The headlines - some whimsical, some vinegary with liberal disaffection - have been a particular pleasure: "Nation's Whites Eagerly Await Windows '95 Launch," "Psychiatrist Cures Patient," "Man in headlock only wanted to party," "Sudanese 14-year-old has mid-life crisis."

During the American elections, the paper ran a now-celebrated story headlined "Bush Reaches Out To Hispanic Community With Generous Tip". The intro read: "Bush extended the hand of friendship to the nation's Hispanic community after leaving a larger-than-customary tip for waiter Ramon Gonzalez after eating at La Galeria, a trendy Chula Vista Bistro."

The eight-strong writing staff of The Onion, who range in age from 29 to 34, are Generation X-ers who could have walked straight out of a Kevin Smith movie. Their current headline writer, Todd Hanson, used to be a dishwasher and convenience store clerk. Another was recruited from the local sandwich shop.

When, in April this year, they folded tent in Wisconsin and moved their HQ to smart new offices in an upmarket part of New York, the first furniture they installed was a ping-pong table and table-football.

This isn't to say that they aren't financially savvy. The business, which is half-owned by its CEO Pete Haise, employs around 120 people. In the media section of Onion's website, browsers will find a slick series of pages briefing potential advertisers about the attractive demographics of the site's readership.

Already, there have been two highly successful spin-off books: The Onion's Finest News Reporting and Our Dumb Century. The latter, not unlike the Sun's important millennial retrospective Hold Ye Front Page, is a series of newspaper front pages following Twentieth Century history.

Meanwhile, Miramax has bought "first-look" options on their material. The Onion's editor-in-chief, Rob Siegel, says that movie deals for Canadian Girlfriend Unsubstantiated and 10th Circle Added to Rapidly Expanding Hell, are "in the cocktail-party stage".

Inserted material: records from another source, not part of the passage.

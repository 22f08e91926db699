//! Resize reentrancy guard.
//!
//! `ChainedMap::resize` rebuilds the table by replaying every entry through
//! `put`, and `put` is the only caller of `resize`. While the replay runs,
//! `put` must skip its load-factor check: with small thresholds the
//! half-rebuilt table can already sit above the threshold, and a nested
//! resize would restart the rebuild from a partial table. Entering a resize
//! while one is active is a bug; debug builds panic on it.
//!
//! The replay holds a `ResizeScope`, which owns the `&mut` borrow of the map
//! and clears the flag on drop, including while unwinding from a panicking
//! `Hash` or `Eq` impl.

use core::ops::{Deref, DerefMut};

/// Per-map flag. Set and cleared only through `ResizeScope`.
#[derive(Debug, Default)]
pub(crate) struct ResizeGuard {
    active: bool,
}

impl ResizeGuard {
    pub(crate) const fn new() -> Self {
        Self { active: false }
    }

    /// Mark a resize as in progress. In debug builds, panics if one already is.
    #[inline]
    fn enter(&mut self) {
        debug_assert!(
            !self.active,
            "reentrancy detected: resize entered while replaying entries"
        );
        self.active = true;
    }

    #[inline]
    fn exit(&mut self) {
        debug_assert!(self.active);
        self.active = false;
    }

    /// Whether a resize replay is in progress.
    #[inline]
    pub(crate) fn is_active(&self) -> bool {
        self.active
    }
}

/// Structures that embed a `ResizeGuard`.
pub(crate) trait Guarded {
    fn resize_guard(&mut self) -> &mut ResizeGuard;
}

/// RAII scope returned by `ResizeScope::enter`. Derefs to the guarded value.
pub(crate) struct ResizeScope<'a, T: Guarded> {
    target: &'a mut T,
}

impl<'a, T: Guarded> ResizeScope<'a, T> {
    pub(crate) fn enter(target: &'a mut T) -> Self {
        target.resize_guard().enter();
        Self { target }
    }
}

impl<T: Guarded> Deref for ResizeScope<'_, T> {
    type Target = T;
    fn deref(&self) -> &T {
        self.target
    }
}

impl<T: Guarded> DerefMut for ResizeScope<'_, T> {
    fn deref_mut(&mut self) -> &mut T {
        self.target
    }
}

impl<T: Guarded> Drop for ResizeScope<'_, T> {
    fn drop(&mut self) {
        self.target.resize_guard().exit();
    }
}
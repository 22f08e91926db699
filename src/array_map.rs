//! ArrayMap: the default bucket, a linear `Vec` of entries.
//!
//! Lookups scan the entries in order. Removal swaps the last entry into the
//! vacated position, so entry order is insertion order until the first
//! removal.

use crate::bucket::Bucket;
use core::borrow::Borrow;

#[derive(Clone, Debug)]
pub struct ArrayMap<K, V> {
    entries: Vec<(K, V)>,
}

impl<K, V> ArrayMap<K, V> {
    pub fn new() -> Self {
        Self {
            entries: Vec::new(),
        }
    }

    pub fn with_capacity(capacity: usize) -> Self {
        Self {
            entries: Vec::with_capacity(capacity),
        }
    }

    /// Number of entries the bucket holds before reallocating.
    pub fn capacity(&self) -> usize {
        self.entries.capacity()
    }

    fn position<Q>(&self, key: &Q) -> Option<usize>
    where
        K: Borrow<Q>,
        Q: ?Sized + Eq,
    {
        self.entries.iter().position(|(k, _)| k.borrow() == key)
    }
}

impl<K, V> Default for ArrayMap<K, V> {
    fn default() -> Self {
        Self::new()
    }
}

/// Borrowing iterator over an `ArrayMap`.
pub struct Iter<'a, K, V> {
    it: core::slice::Iter<'a, (K, V)>,
}

impl<'a, K, V> Iterator for Iter<'a, K, V> {
    type Item = (&'a K, &'a V);
    #[inline]
    fn next(&mut self) -> Option<Self::Item> {
        self.it.next().map(|(k, v)| (k, v))
    }

    #[inline]
    fn size_hint(&self) -> (usize, Option<usize>) {
        self.it.size_hint()
    }
}

impl<K, V> ExactSizeIterator for Iter<'_, K, V> {}

impl<K, V> IntoIterator for ArrayMap<K, V> {
    type Item = (K, V);
    type IntoIter = std::vec::IntoIter<(K, V)>;

    fn into_iter(self) -> Self::IntoIter {
        self.entries.into_iter()
    }
}

impl<K: Eq, V> Bucket<K, V> for ArrayMap<K, V> {
    type Iter<'a>
        = Iter<'a, K, V>
    where
        Self: 'a,
        K: 'a,
        V: 'a;

    fn with_capacity(capacity: usize) -> Self {
        ArrayMap::with_capacity(capacity)
    }

    fn get<Q>(&self, key: &Q) -> Option<&V>
    where
        K: Borrow<Q>,
        Q: ?Sized + Eq,
    {
        self.position(key).map(|i| &self.entries[i].1)
    }

    fn get_mut<Q>(&mut self, key: &Q) -> Option<&mut V>
    where
        K: Borrow<Q>,
        Q: ?Sized + Eq,
    {
        let i = self.position(key)?;
        Some(&mut self.entries[i].1)
    }

    fn put(&mut self, key: K, value: V) -> Option<V> {
        match self.position(&key) {
            Some(i) => Some(core::mem::replace(&mut self.entries[i].1, value)),
            None => {
                self.entries.push((key, value));
                None
            }
        }
    }

    fn remove<Q>(&mut self, key: &Q) -> Option<V>
    where
        K: Borrow<Q>,
        Q: ?Sized + Eq,
    {
        let i = self.position(key)?;
        Some(self.entries.swap_remove(i).1)
    }

    fn contains_key<Q>(&self, key: &Q) -> bool
    where
        K: Borrow<Q>,
        Q: ?Sized + Eq,
    {
        self.position(key).is_some()
    }

    fn len(&self) -> usize {
        self.entries.len()
    }

    fn iter(&self) -> Self::Iter<'_> {
        Iter {
            it: self.entries.iter(),
        }
    }
}
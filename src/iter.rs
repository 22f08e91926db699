//! Iterators over a `ChainedMap`.
//!
//! `Iter` walks the slot array in index order and, inside a populated slot,
//! follows the bucket's own iteration order. Empty slots (including any run
//! of trailing ones) are skipped without yielding.

use crate::bucket::Bucket;
use crate::error::{Error, Result};
use core::iter::{Flatten, FusedIterator, Peekable};

/// Borrowing iterator over all `(key, value)` pairs of a `ChainedMap`.
pub struct Iter<'a, K, V, B>
where
    B: Bucket<K, V> + 'a,
    K: 'a,
    V: 'a,
{
    slots: core::slice::Iter<'a, Option<B>>,
    current: Option<Peekable<B::Iter<'a>>>,
    remaining: usize,
}

impl<'a, K, V, B> Iter<'a, K, V, B>
where
    B: Bucket<K, V> + 'a,
    K: 'a,
    V: 'a,
{
    pub(crate) fn new(slots: &'a [Option<B>], len: usize) -> Self {
        Self {
            slots: slots.iter(),
            current: None,
            remaining: len,
        }
    }

    /// Whether another entry is available.
    ///
    /// Moves past exhausted buckets and empty slots but never consumes an
    /// entry, so repeated calls return the same answer.
    pub fn has_next(&mut self) -> bool {
        loop {
            if let Some(bucket) = self.current.as_mut() {
                if bucket.peek().is_some() {
                    return true;
                }
            }
            match self.slots.next() {
                Some(slot) => self.current = slot.as_ref().map(|b| b.iter().peekable()),
                None => {
                    self.current = None;
                    return false;
                }
            }
        }
    }

    /// Like `next`, but reports exhaustion as `Error::Exhausted`.
    pub fn try_next(&mut self) -> Result<(&'a K, &'a V)> {
        self.next().ok_or(Error::Exhausted)
    }
}

impl<'a, K, V, B> Iterator for Iter<'a, K, V, B>
where
    B: Bucket<K, V> + 'a,
    K: 'a,
    V: 'a,
{
    type Item = (&'a K, &'a V);

    fn next(&mut self) -> Option<Self::Item> {
        if !self.has_next() {
            return None;
        }
        let entry = self.current.as_mut()?.next()?;
        self.remaining = self.remaining.saturating_sub(1);
        Some(entry)
    }

    #[inline]
    fn size_hint(&self) -> (usize, Option<usize>) {
        (self.remaining, Some(self.remaining))
    }
}

impl<'a, K, V, B> ExactSizeIterator for Iter<'a, K, V, B>
where
    B: Bucket<K, V> + 'a,
    K: 'a,
    V: 'a,
{
}

impl<'a, K, V, B> FusedIterator for Iter<'a, K, V, B>
where
    B: Bucket<K, V> + 'a,
    K: 'a,
    V: 'a,
{
}

/// Keys of a `ChainedMap`, in `Iter` order.
pub struct Keys<'a, K, V, B>
where
    B: Bucket<K, V> + 'a,
    K: 'a,
    V: 'a,
{
    pub(crate) inner: Iter<'a, K, V, B>,
}

impl<'a, K, V, B> Iterator for Keys<'a, K, V, B>
where
    B: Bucket<K, V> + 'a,
    K: 'a,
    V: 'a,
{
    type Item = &'a K;
    #[inline]
    fn next(&mut self) -> Option<Self::Item> {
        self.inner.next().map(|(k, _)| k)
    }

    #[inline]
    fn size_hint(&self) -> (usize, Option<usize>) {
        self.inner.size_hint()
    }
}

impl<'a, K, V, B> ExactSizeIterator for Keys<'a, K, V, B>
where
    B: Bucket<K, V> + 'a,
    K: 'a,
    V: 'a,
{
}

impl<'a, K, V, B> FusedIterator for Keys<'a, K, V, B>
where
    B: Bucket<K, V> + 'a,
    K: 'a,
    V: 'a,
{
}

/// Values of a `ChainedMap`, in `Iter` order.
pub struct Values<'a, K, V, B>
where
    B: Bucket<K, V> + 'a,
    K: 'a,
    V: 'a,
{
    pub(crate) inner: Iter<'a, K, V, B>,
}

impl<'a, K, V, B> Iterator for Values<'a, K, V, B>
where
    B: Bucket<K, V> + 'a,
    K: 'a,
    V: 'a,
{
    type Item = &'a V;
    #[inline]
    fn next(&mut self) -> Option<Self::Item> {
        self.inner.next().map(|(_, v)| v)
    }

    #[inline]
    fn size_hint(&self) -> (usize, Option<usize>) {
        self.inner.size_hint()
    }
}

impl<'a, K, V, B> ExactSizeIterator for Values<'a, K, V, B>
where
    B: Bucket<K, V> + 'a,
    K: 'a,
    V: 'a,
{
}

impl<'a, K, V, B> FusedIterator for Values<'a, K, V, B>
where
    B: Bucket<K, V> + 'a,
    K: 'a,
    V: 'a,
{
}

/// Owning iterator; drains slots in index order.
pub struct IntoIter<K, V, B>
where
    B: IntoIterator<Item = (K, V)>,
{
    inner: Flatten<Flatten<std::vec::IntoIter<Option<B>>>>,
    remaining: usize,
}

impl<K, V, B> IntoIter<K, V, B>
where
    B: IntoIterator<Item = (K, V)>,
{
    pub(crate) fn new(slots: Vec<Option<B>>, len: usize) -> Self {
        Self {
            inner: slots.into_iter().flatten().flatten(),
            remaining: len,
        }
    }
}

impl<K, V, B> Iterator for IntoIter<K, V, B>
where
    B: IntoIterator<Item = (K, V)>,
{
    type Item = (K, V);

    fn next(&mut self) -> Option<Self::Item> {
        let entry = self.inner.next()?;
        self.remaining = self.remaining.saturating_sub(1);
        Some(entry)
    }

    #[inline]
    fn size_hint(&self) -> (usize, Option<usize>) {
        (self.remaining, Some(self.remaining))
    }
}

impl<K, V, B> ExactSizeIterator for IntoIter<K, V, B> where B: IntoIterator<Item = (K, V)> {}
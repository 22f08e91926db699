#![cfg(test)]

// Property tests for ChainedMap kept inside the crate so they can inspect
// private slot state.

use crate::array_map::ArrayMap;
use crate::bucket::{Bucket, DefaultFactory};
use crate::chained_map::ChainedMap;
use crate::config::Config;
use proptest::prelude::*;
use proptest::test_runner::TestCaseError;
use std::collections::{BTreeSet, HashMap};
use std::hash::{BuildHasher, Hasher};

type Key = Option<u8>;
type Map<S> = ChainedMap<Key, i32, ArrayMap<Key, i32>, DefaultFactory<ArrayMap<Key, i32>>, S>;

#[derive(Clone, Debug)]
enum Op {
    Put(Key, i32),
    Remove(Key),
    Get(Key),
    Contains(Key),
    Mutate(Key, i32),
    Clear,
    Iterate,
}

// `None` is the null key; small key space so puts overwrite often.
fn arb_key() -> impl Strategy<Value = Key> {
    prop_oneof![1 => Just(None), 8 => (0u8..24).prop_map(Some)]
}

fn arb_op() -> impl Strategy<Value = Op> {
    prop_oneof![
        6 => (arb_key(), any::<i32>()).prop_map(|(k, v)| Op::Put(k, v)),
        3 => arb_key().prop_map(Op::Remove),
        2 => arb_key().prop_map(Op::Get),
        2 => arb_key().prop_map(Op::Contains),
        1 => (arb_key(), any::<i32>()).prop_map(|(k, d)| Op::Mutate(k, d)),
        1 => Just(Op::Iterate),
        1 => Just(Op::Clear),
    ]
}

fn arb_config() -> impl Strategy<Value = Config> {
    (
        prop_oneof![Just(0.25), Just(0.75), Just(1.0), Just(2.0)],
        1usize..6,
        1usize..4,
    )
        .prop_map(|(t, slots, cap)| Config::new(t, slots, cap))
}

fn build<S: BuildHasher>(config: Config, hasher: S) -> Map<S> {
    ChainedMap::builder()
        .config(config)
        .with_hasher(hasher)
        .build()
        .expect("generated configs are valid")
}

// Invariants exercised across random operation sequences:
// - `put`/`get`/`contains_key`/`remove` parity with the model, including
//   returned previous values.
// - `remove(&None)` is a no-op that returns `None`.
// - `iter` yields each live entry exactly once and agrees with `len`.
// - The null key, if stored, lives in slot 0.
// - Slot count never shrinks, stays `initial * 2^n`, and `clear` keeps it.
fn run_ops<S: BuildHasher>(
    mut sut: Map<S>,
    config: Config,
    ops: Vec<Op>,
) -> Result<(), TestCaseError> {
    let mut model: HashMap<Key, i32> = HashMap::new();
    let mut last_slots = sut.slot_count();

    for op in ops {
        match op {
            Op::Put(k, v) => {
                prop_assert_eq!(sut.put(k, v), model.insert(k, v));
            }
            Op::Remove(k) => {
                let got = sut.remove(&k);
                if k.is_none() {
                    prop_assert_eq!(got, None, "null key is never removed");
                } else {
                    prop_assert_eq!(got, model.remove(&k));
                }
            }
            Op::Get(k) => {
                prop_assert_eq!(sut.get(&k), model.get(&k));
            }
            Op::Contains(k) => {
                prop_assert_eq!(sut.contains_key(&k), model.contains_key(&k));
            }
            Op::Mutate(k, d) => {
                if let Some(v) = sut.get_mut(&k) {
                    *v = v.wrapping_add(d);
                }
                if let Some(v) = model.get_mut(&k) {
                    *v = v.wrapping_add(d);
                }
            }
            Op::Clear => {
                sut.clear();
                model.clear();
                prop_assert_eq!(sut.slot_count(), last_slots, "clear keeps the slot count");
            }
            Op::Iterate => {
                let mut seen: Vec<(Key, i32)> = sut.iter().map(|(k, v)| (*k, *v)).collect();
                let mut expected: Vec<(Key, i32)> = model.iter().map(|(k, v)| (*k, *v)).collect();
                seen.sort();
                expected.sort();
                prop_assert_eq!(seen, expected);
            }
        }

        // Post-conditions after each op
        prop_assert_eq!(sut.len(), model.len());
        prop_assert_eq!(sut.is_empty(), model.is_empty());
        prop_assert_eq!(sut.iter().count(), sut.len());
        let distinct: BTreeSet<Key> = sut.keys().copied().collect();
        prop_assert_eq!(distinct.len(), sut.len(), "keys are unique");

        let slots = sut.slot_count();
        prop_assert!(slots >= last_slots, "slot count never shrinks");
        prop_assert_eq!(slots % config.initial_slot_count, 0);
        prop_assert!((slots / config.initial_slot_count).is_power_of_two());
        last_slots = slots;

        if model.contains_key(&None) {
            prop_assert!(sut.slots_for_test()[0]
                .as_ref()
                .is_some_and(|b| b.contains_key(&None)));
        }
        prop_assert!(!sut.resizing_for_test());
    }
    Ok(())
}

proptest! {
    #![proptest_config(ProptestConfig { cases: 64, .. ProptestConfig::default() })]
    #[test]
    fn prop_state_machine(config in arb_config(), ops in proptest::collection::vec(arb_op(), 1..120)) {
        let sut = build(config, hashbrown::hash_map::DefaultHashBuilder::default());
        run_ops(sut, config, ops)?;
    }
}

// Collision variant using a constant hasher: every key shares one slot, so
// equality resolution inside the bucket carries the whole map.
#[derive(Clone, Default)]
struct ConstBuildHasher;
struct ConstHasher;
impl BuildHasher for ConstBuildHasher {
    type Hasher = ConstHasher;
    fn build_hasher(&self) -> Self::Hasher {
        ConstHasher
    }
}
impl Hasher for ConstHasher {
    fn write(&mut self, _bytes: &[u8]) {}
    fn finish(&self) -> u64 {
        0
    }
}

proptest! {
    #![proptest_config(ProptestConfig { cases: 64, .. ProptestConfig::default() })]
    #[test]
    fn prop_state_machine_with_collisions(config in arb_config(), ops in proptest::collection::vec(arb_op(), 1..120)) {
        let sut = build(config, ConstBuildHasher);
        run_ops(sut, config, ops)?;
    }
}

// Replaying into a grown table preserves contents exactly, whatever the
// insertion order and threshold.
proptest! {
    #![proptest_config(ProptestConfig { cases: 64, .. ProptestConfig::default() })]
    #[test]
    fn prop_resize_preserves_entries(
        config in arb_config(),
        entries in proptest::collection::vec((0u8..200, any::<i32>()), 0..200),
    ) {
        let mut sut = build(config, hashbrown::hash_map::DefaultHashBuilder::default());
        let mut model: HashMap<Key, i32> = HashMap::new();
        for (k, v) in entries {
            sut.put(Some(k), v);
            model.insert(Some(k), v);
        }
        prop_assert_eq!(sut.len(), model.len());
        for (k, v) in &model {
            prop_assert_eq!(sut.get(k), Some(v));
        }
        let owned: HashMap<Key, i32> = sut.into_iter().collect();
        prop_assert_eq!(owned, model);
    }
}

However big it becomes, one mystery is likely to remain: why it's called The Onion. "It's highly debated," says senior staff writer Carol Kolb. "There's one theory that an "onion" was newspaper slang for a juicy story with many layers. I think, in reality, they were just looking for a dumb name."

-- Anonymous, September 06, 2001

Answers

I'll vote for the dumb name idea. Followed by the curious aptness of it.